If brainrot is the real problem, then AI, which allows brainrot to be produced at a vastly greater scale by anyone with money, regardless of agenda, should be considered a massive problem.
I'm genuinely so exhausted with this same take all the time, "X isn't the problem because Y was already happening" yeah buddy that's how every crisis happens, a new event puts stress on systems which widen the existing cracks and flaws.
The UK had child poverty before Brexit. US politicians served big business interests before Citizens United. Dinosaurs were dying before the meteor.
That's an interesting take. To me it was just a rhetorical device. The author really only devotes one or two lines in the article to AI and really not in relation to any idea that AI will not be...
That's an interesting take. To me it was just a rhetorical device. The author really only devotes one or two lines in the article to AI and really not in relation to any idea that AI will not be consequential but rather as a comparison to what he already sees happening in mainstream culture.

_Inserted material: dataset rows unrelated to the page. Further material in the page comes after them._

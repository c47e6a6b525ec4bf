//! Control channel between foreground clients and the worker.
//!
//! Messages are JSON objects with a single `type` field. Delivery is
//! fire-and-forget; unknown types decode to `None` and are dropped.

use std::sync::atomic::{AtomicU64, Ordering};

use hashbrown::HashMap;
use serde::{Deserialize, Serialize};
use serde_json::Value as JsonValue;
use tokio::sync::{mpsc, RwLock};
use tracing::{debug, trace};
use url::Url;

use crate::lifecycle::WorkerState;
use crate::worker::WorkerId;

/// Control protocol message.
#[derive(Debug, Clone, Copy, PartialEq, Eq, Serialize, Deserialize)]
#[serde(tag = "type", rename_all = "SCREAMING_SNAKE_CASE")]
pub enum ControlMessage {
    /// Client → waiting worker: activate now.
    SkipWaiting,
    /// Client → worker: drop every engine namespace except fonts.
    ClearCache,
    /// Worker → clients: a ClearCache finished.
    CacheCleared,
}

impl ControlMessage {
    pub fn to_json(&self) -> JsonValue {
        // Unit variants of an internally tagged enum always serialize.
        serde_json::to_value(self).unwrap_or(JsonValue::Null)
    }

    /// Decode a message. Unknown or malformed payloads yield `None`.
    pub fn from_json(value: &JsonValue) -> Option<Self> {
        match serde_json::from_value(value.clone()) {
            Ok(message) => Some(message),
            Err(e) => {
                debug!(payload = %value, error = %e, "Ignoring unknown control message");
                None
            }
        }
    }
}

/// Unique identifier for a client (an open page).
#[derive(Debug, Clone, Copy, PartialEq, Eq, Hash)]
pub struct ClientId(u64);

impl ClientId {
    fn new() -> Self {
        static COUNTER: AtomicU64 = AtomicU64::new(1);
        Self(COUNTER.fetch_add(1, Ordering::Relaxed))
    }
}

/// Events delivered to a client.
#[derive(Debug, Clone, PartialEq, Eq)]
pub enum ClientEvent {
    /// A new worker version started installing.
    UpdateFound { worker: WorkerId },
    /// A worker changed state.
    StateChange { worker: WorkerId, state: WorkerState },
    /// The client is now controlled by `worker`.
    ControllerChange {
        worker: WorkerId,
        previous: Option<WorkerId>,
    },
    /// A control message posted by the worker.
    Message(ControlMessage),
}

#[derive(Debug)]
struct Client {
    url: Url,
    controller: Option<WorkerId>,
    tx: mpsc::UnboundedSender<ClientEvent>,
}

/// Registry of connected clients.
#[derive(Debug, Default)]
pub struct Clients {
    clients: RwLock<HashMap<ClientId, Client>>,
}

impl Clients {
    pub fn new() -> Self {
        Self::default()
    }

    /// Connect a client at `url`, optionally already controlled.
    pub async fn connect(
        &self,
        url: Url,
        controller: Option<WorkerId>,
    ) -> (ClientId, mpsc::UnboundedReceiver<ClientEvent>) {
        let (tx, rx) = mpsc::unbounded_channel();
        let id = ClientId::new();
        debug!(?id, %url, ?controller, "Client connected");
        self.clients.write().await.insert(
            id,
            Client {
                url,
                controller,
                tx,
            },
        );
        (id, rx)
    }

    pub async fn disconnect(&self, id: ClientId) -> bool {
        self.clients.write().await.remove(&id).is_some()
    }

    pub async fn controller_of(&self, id: ClientId) -> Option<WorkerId> {
        self.clients.read().await.get(&id)?.controller
    }

    /// IDs of all connected clients.
    pub async fn match_all(&self) -> Vec<ClientId> {
        self.clients.read().await.keys().copied().collect()
    }

    /// Make `worker` the controller of every client under `scope`. Clients
    /// whose controller changed receive [`ClientEvent::ControllerChange`].
    ///
    /// Returns the number of clients that changed controller.
    pub async fn claim(&self, worker: WorkerId, scope: &Url) -> usize {
        let mut clients = self.clients.write().await;
        let mut claimed = 0;
        for (id, client) in clients.iter_mut() {
            if client.controller == Some(worker) || !in_scope(&client.url, scope) {
                continue;
            }
            let previous = client.controller.replace(worker);
            trace!(client = ?id, ?worker, ?previous, "Client claimed");
            let _ = client
                .tx
                .send(ClientEvent::ControllerChange { worker, previous });
            claimed += 1;
        }
        claimed
    }

    /// Send an event to one client. Returns false if it is gone.
    pub async fn post(&self, id: ClientId, event: ClientEvent) -> bool {
        match self.clients.read().await.get(&id) {
            Some(client) => client.tx.send(event).is_ok(),
            None => false,
        }
    }

    /// Send an event to every client. Returns how many received it.
    pub async fn broadcast(&self, event: ClientEvent) -> usize {
        self.clients
            .read()
            .await
            .values()
            .filter(|client| client.tx.send(event.clone()).is_ok())
            .count()
    }
}

fn in_scope(url: &Url, scope: &Url) -> bool {
    url.origin() == scope.origin() && url.path().starts_with(scope.path())
}
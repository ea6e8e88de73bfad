mod common;

use std::sync::Arc;
use tempfile::TempDir;
use url_shortener::domain::entities::User;
use url_shortener::domain::repositories::{Store, StoreError};
use url_shortener::infrastructure::persistence::FileStore;

async fn open(dir: &TempDir) -> FileStore {
    FileStore::open(dir.path().join("storage.json"))
        .await
        .unwrap()
}

#[tokio::test]
async fn test_user_roundtrip() {
    let dir = TempDir::new().unwrap();
    common::user_roundtrip(&open(&dir).await).await;
}

#[tokio::test]
async fn test_dedup_idempotence() {
    let dir = TempDir::new().unwrap();
    common::dedup_idempotence(&open(&dir).await).await;
}

#[tokio::test]
async fn test_reference_counted_tombstone() {
    let dir = TempDir::new().unwrap();
    common::reference_counted_tombstone(&open(&dir).await).await;
}

#[tokio::test]
async fn test_listing_excludes_own_deleted() {
    let dir = TempDir::new().unwrap();
    common::listing_excludes_own_deleted(&open(&dir).await).await;
}

#[tokio::test]
async fn test_batch_atomicity() {
    let dir = TempDir::new().unwrap();
    common::batch_atomicity(&open(&dir).await).await;
}

#[tokio::test]
async fn test_batch_creates_every_item() {
    let dir = TempDir::new().unwrap();
    common::batch_creates_every_item(&open(&dir).await).await;
}

#[tokio::test]
async fn test_delete_by_non_owner_is_noop() {
    let dir = TempDir::new().unwrap();
    common::delete_by_non_owner_is_noop(&open(&dir).await).await;
}

#[tokio::test]
async fn test_relinking_revives_tombstone() {
    let dir = TempDir::new().unwrap();
    common::relinking_revives_tombstone(&open(&dir).await).await;
}

#[tokio::test(flavor = "multi_thread", worker_threads = 4)]
async fn test_concurrent_create_same_original() {
    let dir = TempDir::new().unwrap();
    common::concurrent_create_same_original(Arc::new(open(&dir).await)).await;
}

#[tokio::test(flavor = "multi_thread", worker_threads = 4)]
async fn test_concurrent_delete_and_relink() {
    let dir = TempDir::new().unwrap();
    common::concurrent_delete_and_relink(Arc::new(open(&dir).await)).await;
}

#[tokio::test]
async fn test_empty_file_is_empty_store() {
    let dir = TempDir::new().unwrap();
    let path = dir.path().join("storage.json");
    std::fs::write(&path, "  \n").unwrap();

    let store = FileStore::open(&path).await.unwrap();

    assert!(store.list_urls_by_user_id("anyone").await.unwrap().is_empty());
}

#[tokio::test]
async fn test_corrupt_file_fails_fast() {
    let dir = TempDir::new().unwrap();
    let path = dir.path().join("storage.json");
    std::fs::write(&path, "{\"urls\": [").unwrap();

    let result = FileStore::open(&path).await;

    assert!(matches!(result, Err(StoreError::Serialization(_))));
}

#[tokio::test]
async fn test_reopen_restores_links_and_tombstones() {
    let dir = TempDir::new().unwrap();
    let (owner, live, dead) = {
        let store = open(&dir).await;
        let owner = common::registered_user(&store).await;
        let live = store
            .create_url(&owner.id, common::random_url(&common::random_original()))
            .await
            .unwrap();
        let dead = store
            .create_url(&owner.id, common::random_url(&common::random_original()))
            .await
            .unwrap();
        store.soft_delete_url(&owner.id, &dead.slug).await.unwrap();
        (owner, live, dead)
    };

    let store = open(&dir).await;

    assert_eq!(store.get_user(&owner.id).await.unwrap().id, owner.id);
    let listed = store.list_urls_by_user_id(&owner.id).await.unwrap();
    assert_eq!(listed.len(), 1);
    assert_eq!(listed[0].slug, live.slug);
    assert!(store.get_url(&dead.slug).await.unwrap().deleted);
}

#[tokio::test]
async fn test_snapshot_layout() {
    let dir = TempDir::new().unwrap();
    let store = open(&dir).await;
    let user = User::new();
    store.create_user(user.clone()).await.unwrap();
    let url = store
        .create_url(&user.id, common::random_url("https://example.com/layout"))
        .await
        .unwrap();

    let raw = std::fs::read_to_string(store.path()).unwrap();
    let json: serde_json::Value = serde_json::from_str(&raw).unwrap();

    assert_eq!(
        json["urls"][&url.slug]["original_url"],
        "https://example.com/layout"
    );
    assert_eq!(json["users"][&user.id]["id"], user.id.as_str());
    assert_eq!(json["user_urls"][&user.id][0]["slug"], url.slug.as_str());
    assert_eq!(json["user_urls"][&user.id][0]["is_deleted"], false);
}

#[tokio::test]
async fn test_legacy_snapshot_is_readable() {
    let dir = TempDir::new().unwrap();
    let path = dir.path().join("storage.json");
    std::fs::write(
        &path,
        r#"{
            "urls": {
                "aBcDeFgH": {
                    "id": "7f3c1f5e-0000-4000-8000-000000000001",
                    "correlation_id": "",
                    "slug": "aBcDeFgH",
                    "original_url": "https://example.com/legacy",
                    "created_at": "2024-03-01T12:00:00Z",
                    "is_deleted": false
                }
            },
            "users": {
                "user-1": { "id": "user-1", "created_at": "2024-03-01T11:59:00Z" }
            },
            "user_urls": { "user-1": ["aBcDeFgH"] }
        }"#,
    )
    .unwrap();

    let store = FileStore::open(&path).await.unwrap();

    let listed = store.list_urls_by_user_id("user-1").await.unwrap();
    assert_eq!(listed.len(), 1);
    assert_eq!(listed[0].original, "https://example.com/legacy");

    store.soft_delete_url("user-1", "aBcDeFgH").await.unwrap();
    assert!(store.get_url("aBcDeFgH").await.unwrap().deleted);
}
//! Business logic services for the application layer.

pub mod link_service;
pub mod session_service;

pub use link_service::LinkService;
pub use session_service::{Session, SessionService};
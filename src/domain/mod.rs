//! Domain layer containing the storage model and its consistency rules.
//!
//! # Architecture
//!
//! - [`entities`] - URL, user and ownership-link data structures
//! - [`repositories`] - The [`repositories::Store`] contract and its errors
//! - [`delete_request`] - Deletion request message
//! - [`delete_worker`] - Batched asynchronous deletion worker
//!
//! # Deletion Flow
//!
//! 1. The caller asks to delete some of its slugs
//! 2. One [`delete_request::DeleteRequest`] per slug is pushed onto a bounded channel
//! 3. [`delete_worker::run_delete_worker`] batches requests and flushes them on a timer
//! 4. Each request becomes one [`repositories::Store::soft_delete_url`] call

pub mod delete_request;
pub mod delete_worker;
pub mod entities;
pub mod repositories;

I'm saying this not to attack you at all directly but rather a really pervasive approach to content these days that I see repeated often: What's genuinely exhausting to me is seeing people reacting so strongly to headlines but not actually dealing with the content of the articles. We live in a click baity world and even before things got so extreme publications have used headlines to editorialize and drive views for at least a century. I don't agree with it but it is what it is. Why bother becoming so worked up by a headline? (Rhetorical question) Engage with the actual content or move on, or at least that's what my philosophy is.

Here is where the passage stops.